WHAT YOU HAVE TO DO
Reproduce this listing from its first line through the line with "async fn test_snapshot_fetches_owner_cart()", inclusive, leaving out all that follows.

RECORD EXTRACTS
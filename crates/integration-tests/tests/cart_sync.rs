//! Cart cache against the HTTP store client and the mock backend.

#![allow(clippy::unwrap_used)]

use maison_core::{OwnerId, ProductId};
use maison_integration_tests::{MockBackend, Route, product};
use maison_storefront::views::subtotal;
use maison_storefront::{Confidence, LoadPhase, StorefrontSession, SyncError};
use rust_decimal::Decimal;

fn guest() -> OwnerId {
    OwnerId::guest()
}

#[tokio::test]
async fn test_snapshot_fetches_owner_cart() {
    let backend = MockBackend::spawn().await;
    backend.add_product(product(10, "linen-shirt", 20));
    backend.seed_line_item(&guest(), ProductId::new(10), 2);
    backend.seed_line_item(&OwnerId::parse("someone-else").unwrap(), ProductId::new(10), 5);

    let session = StorefrontSession::connect(&backend.config(guest())).unwrap();
    let items = session.cart().snapshot().await;

    assert_eq!(items.len(), 1);
    assert_eq!(items[0].quantity, 2);
    assert_eq!(items[0].product.slug, "linen-shirt");
    assert_eq!(backend.count("GET /api/cart/guest-user"), 1);
}

#[tokio::test]
async fn test_failed_fetch_yields_empty_cart() {
    let backend = MockBackend::spawn().await;
    backend.fail(Route::FetchCart);

    let session =
        StorefrontSession::connect(&backend.config(OwnerId::parse("new-owner").unwrap())).unwrap();

    assert!(session.cart().snapshot().await.is_empty());
    assert_eq!(session.cart().phase(), LoadPhase::Ready);
}

#[tokio::test]
async fn test_unreachable_backend_yields_empty_cart() {
    let backend = MockBackend::spawn().await;
    let mut config = backend.config(guest());
    config.api_url = url::Url::parse("http://127.0.0.1:9/").unwrap();

    let session = StorefrontSession::connect(&config).unwrap();
    assert!(session.cart().snapshot().await.is_empty());
}

#[tokio::test]
async fn test_quantity_change_is_visible_before_backend_answers() {
    let (backend, gate) = MockBackend::spawn_gated().await;
    backend.add_product(product(10, "linen-shirt", 20));
    let id = backend.seed_line_item(&guest(), ProductId::new(10), 2);

    let session = StorefrontSession::connect(&backend.config(guest())).unwrap();
    let cart = session.cart();
    assert_eq!(subtotal(&cart.snapshot().await), Decimal::new(40, 0));

    let confirmation = cart.update_quantity(id, 3).unwrap().unwrap();
    assert_eq!(subtotal(&cart.current()), Decimal::new(60, 0));
    assert_eq!(backend.quantity(id), Some(2));

    gate.add_permits(1);
    confirmation.wait().await.unwrap();
    assert_eq!(backend.quantity(id), Some(3));
    assert_eq!(cart.current()[0].confidence, Confidence::Confirmed);
}

#[tokio::test]
async fn test_quantity_below_one_sends_nothing() {
    let backend = MockBackend::spawn().await;
    backend.add_product(product(10, "linen-shirt", 20));
    let id = backend.seed_line_item(&guest(), ProductId::new(10), 1);

    let session = StorefrontSession::connect(&backend.config(guest())).unwrap();
    session.cart().snapshot().await;

    assert!(session.cart().update_quantity(id, 0).unwrap().is_none());
    assert_eq!(session.cart().current()[0].quantity, 1);
    assert!(!backend.requests().iter().any(|r| r.starts_with("PATCH")));
}

#[tokio::test]
async fn test_failed_quantity_change_rolls_back() {
    let backend = MockBackend::spawn().await;
    backend.add_product(product(10, "linen-shirt", 20));
    let id = backend.seed_line_item(&guest(), ProductId::new(10), 2);
    backend.fail(Route::UpdateLineItem);

    let session = StorefrontSession::connect(&backend.config(guest())).unwrap();
    session.cart().snapshot().await;

    let err = session.cart().update_quantity(id, 7).unwrap().unwrap().wait().await.unwrap_err();
    assert!(matches!(
        err,
        SyncError::Store(maison_storefront::StoreError::Request { status: 500, .. })
    ));

    let items = session.cart().current();
    assert_eq!(items[0].quantity, 2);
    assert_eq!(items[0].confidence, Confidence::Failed);
}

#[tokio::test]
async fn test_mutations_reach_backend_in_issue_order() {
    let (backend, gate) = MockBackend::spawn_gated().await;
    backend.add_product(product(10, "linen-shirt", 20));
    backend.add_product(product(11, "wool-coat", 90));
    let shirt = backend.seed_line_item(&guest(), ProductId::new(10), 1);
    let coat = backend.seed_line_item(&guest(), ProductId::new(11), 1);

    let session = StorefrontSession::connect(&backend.config(guest())).unwrap();
    let cart = session.cart();
    cart.snapshot().await;

    let first = cart.adjust_quantity(shirt, 1).unwrap().unwrap();
    let second = cart.remove(coat).unwrap();
    let third = cart.adjust_quantity(shirt, 1).unwrap().unwrap();

    gate.add_permits(3);
    first.wait().await.unwrap();
    second.wait().await.unwrap();
    third.wait().await.unwrap();

    let mutations: Vec<String> = backend
        .requests()
        .into_iter()
        .filter(|r| !r.starts_with("GET"))
        .collect();
    assert_eq!(
        mutations,
        vec![
            format!("PATCH /api/cart/{shirt}"),
            format!("DELETE /api/cart/{coat}"),
            format!("PATCH /api/cart/{shirt}"),
        ]
    );
    assert_eq!(backend.quantity(shirt), Some(3));
    assert_eq!(backend.quantity(coat), None);
}

#[tokio::test]
async fn test_remove_is_immediate_and_restored_on_failure() {
    let backend = MockBackend::spawn().await;
    backend.add_product(product(10, "linen-shirt", 20));
    let id = backend.seed_line_item(&guest(), ProductId::new(10), 1);
    backend.fail(Route::RemoveLineItem);

    let session = StorefrontSession::connect(&backend.config(guest())).unwrap();
    session.cart().snapshot().await;

    let confirmation = session.cart().remove(id).unwrap();
    assert!(session.cart().current().is_empty());

    assert!(confirmation.wait().await.is_err());
    let items = session.cart().current();
    assert_eq!(items.len(), 1);
    assert_eq!(items[0].confidence, Confidence::Failed);
}

#[tokio::test]
async fn test_add_refetches_with_embedded_product() {
    let backend = MockBackend::spawn().await;
    backend.add_product(product(10, "linen-shirt", 20));

    let session = StorefrontSession::connect(&backend.config(guest())).unwrap();
    session.cart().snapshot().await;

    let created = session
        .cart()
        .add(ProductId::new(10), 2, Some("M".to_string()), Some("Sand".to_string()))
        .await
        .unwrap();

    let items = session.cart().current();
    assert_eq!(items.len(), 1);
    assert_eq!(items[0].id, created.id);
    assert_eq!(items[0].variant_label().as_deref(), Some("Sand / M"));
    assert_eq!(backend.count("GET /api/cart/guest-user"), 2);
}

#[tokio::test]
async fn test_failed_add_leaves_snapshot_unchanged() {
    let backend = MockBackend::spawn().await;
    backend.add_product(product(10, "linen-shirt", 20));
    backend.fail(Route::CreateLineItem);

    let session = StorefrontSession::connect(&backend.config(guest())).unwrap();
    session.cart().snapshot().await;

    assert!(session.cart().add(ProductId::new(10), 1, None, None).await.is_err());
    assert!(session.cart().current().is_empty());
}

#[tokio::test]
async fn test_clear_empties_only_after_confirmation() {
    let (backend, gate) = MockBackend::spawn_gated().await;
    backend.add_product(product(10, "linen-shirt", 20));
    backend.seed_line_item(&guest(), ProductId::new(10), 1);
    backend.seed_line_item(&guest(), ProductId::new(10), 2);

    let session = StorefrontSession::connect(&backend.config(guest())).unwrap();
    session.cart().snapshot().await;

    let cart = session.cart().clone();
    let clearing = tokio::spawn(async move { cart.clear().await });
    tokio::task::yield_now().await;
    assert_eq!(session.cart().current().len(), 2);

    gate.add_permits(1);
    clearing.await.unwrap().unwrap();
    assert!(session.cart().current().is_empty());
    assert_eq!(backend.cart_len(&guest()), 0);
    assert_eq!(backend.count("DELETE /api/cart/clear/guest-user"), 1);
}

#[tokio::test]
async fn test_edits_queued_behind_clear_do_not_resurrect_lines() {
    let (backend, gate) = MockBackend::spawn_gated().await;
    backend.add_product(product(10, "linen-shirt", 20));
    let first = backend.seed_line_item(&guest(), ProductId::new(10), 1);
    let second = backend.seed_line_item(&guest(), ProductId::new(10), 2);

    let session = StorefrontSession::connect(&backend.config(guest())).unwrap();
    session.cart().snapshot().await;

    let cart = session.cart().clone();
    let clearing = tokio::spawn(async move { cart.clear().await });
    tokio::task::yield_now().await;
    let removing = session.cart().remove(first).unwrap();
    let updating = session.cart().update_quantity(second, 4).unwrap().unwrap();
    backend.fail(Route::RemoveLineItem);

    gate.add_permits(3);
    clearing.await.unwrap().unwrap();
    assert!(removing.wait().await.is_err());
    // The line is gone on the backend, so the update is a 404.
    assert!(matches!(
        updating.wait().await,
        Err(SyncError::Store(maison_storefront::StoreError::Request { status: 404, .. }))
    ));

    assert!(session.cart().current().is_empty());
    assert_eq!(session.cart().item_count(), 0);
    assert_eq!(subtotal(&session.cart().current()), Decimal::ZERO);
    assert_eq!(backend.cart_len(&guest()), 0);
}

#[tokio::test]
async fn test_failed_clear_keeps_items() {
    let backend = MockBackend::spawn().await;
    backend.add_product(product(10, "linen-shirt", 20));
    backend.seed_line_item(&guest(), ProductId::new(10), 1);
    backend.fail(Route::ClearCart);

    let session = StorefrontSession::connect(&backend.config(guest())).unwrap();
    session.cart().snapshot().await;

    assert!(session.cart().clear().await.is_err());
    assert_eq!(session.cart().current().len(), 1);
    assert_eq!(backend.cart_len(&guest()), 1);
}

#[tokio::test]
async fn test_session_cookie_sent_with_requests() {
    let backend = MockBackend::spawn().await;
    let session =
        StorefrontSession::connect(&backend.config_with_cookie(guest(), "sid=abc123")).unwrap();

    session.cart().snapshot().await;
    assert_eq!(backend.cookies(), vec!["sid=abc123".to_string()]);
}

ANSWER TO THIS PROBLEM
filename crates/integration-tests/tests/cart_sync.rs
//! Cart cache against the HTTP store client and the mock backend.

#![allow(clippy::unwrap_used)]

use maison_core::{OwnerId, ProductId};
use maison_integration_tests::{MockBackend, Route, product};
use maison_storefront::views::subtotal;
use maison_storefront::{Confidence, LoadPhase, StorefrontSession, SyncError};
use rust_decimal::Decimal;

fn guest() -> OwnerId {
    OwnerId::guest()
}

#[tokio::test]
async fn test_snapshot_fetches_owner_cart() {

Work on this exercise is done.